Errata

Data Science from Scratch

Errata for Data Science from Scratch

Submit your own errata for this product.

The errata list is a list of errors and their corrections that were found after the product was released.

The following errata were submitted by our customers and have not yet been approved or disproved by the author or editor. They solely represent the opinion of the customer.

Color Key: Serious technical mistake Minor technical mistake Language or formatting error Typo Question Note Update

Version Location Description Submitted by Date submitted
Other Digital Version loc 2048
The Central Limit Theorem (chapter 6)

In the Kindle book, bernoulli binomial is incorrectly defined as

def binomial(n,p):
return sum(bernoulli_trial(p) for _ in range(n))

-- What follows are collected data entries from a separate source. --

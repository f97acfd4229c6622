//! Error types for `chronicle-core`.

use thiserror::Error;

#[derive(Debug, Clone, PartialEq, Eq, Error)]
pub enum Error {
  #[error("cannot track {0:?}: it has no primary key")]
  NoPrimaryKey(String),

  #[error("chronicle tracking is already enabled for {0:?}")]
  AlreadyTracked(String),

  #[error("chronicle tracking is not enabled for {0:?}")]
  NotTracked(String),

  #[error("naming conflict: {0}")]
  NamingConflict(String),

  /// A shadow table exists but its columns match no known revision. It is
  /// never migrated automatically.
  #[error("shadow table {0:?} matches no known schema revision")]
  UnknownRevision(String),

  #[error("table not found: {0:?}")]
  TableNotFound(String),

  #[error("{0:?} is not a table")]
  NotATable(String),

  #[error("table {table:?} has no column {column:?}")]
  UnknownColumn { table: String, column: String },

  /// Key columns must identify one row each; NULL keys cannot.
  #[error("cannot track {table:?}: key column {column:?} holds NULL")]
  NullKey { table: String, column: String },
}

pub type Result<T, E = Error> = std::result::Result<T, E>;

.... while in the code repo, it is correct:

def binomial(p, n):
return sum(bernoulli_trial(p) for _ in range(n))

the erroneous transposition is confusing, as later an example is given: make_hist(0.75, 100, 10000) where make_hist(p,n,num_points)

Pablo Rodriguez Bertorello  Jun 29, 2017 
PDF Page P. 10
6th paragraph

It seems that "65%" is not correct in the following sentence and must be changed to "79166.67/(61500+48000)=72.3%"!

Data scientists with more than five years experience
earn 65% more than data scientists with little or no experience!

A. R. Nematollahi  Sep 29, 2023 
Printed Page 4
Second code block populating users list with friendship data

The current text is:

for i, j in friendships:
# this works because users[i] is the user whose id is i
users[i]["friends"].append(users[j]) #add i as a friend of j
users[j]["friends"].append(users[i]) #add j as a friend of i

There are two issues:

(1) the comments are reversed between the two code lines (already reported and listed as confirmed error).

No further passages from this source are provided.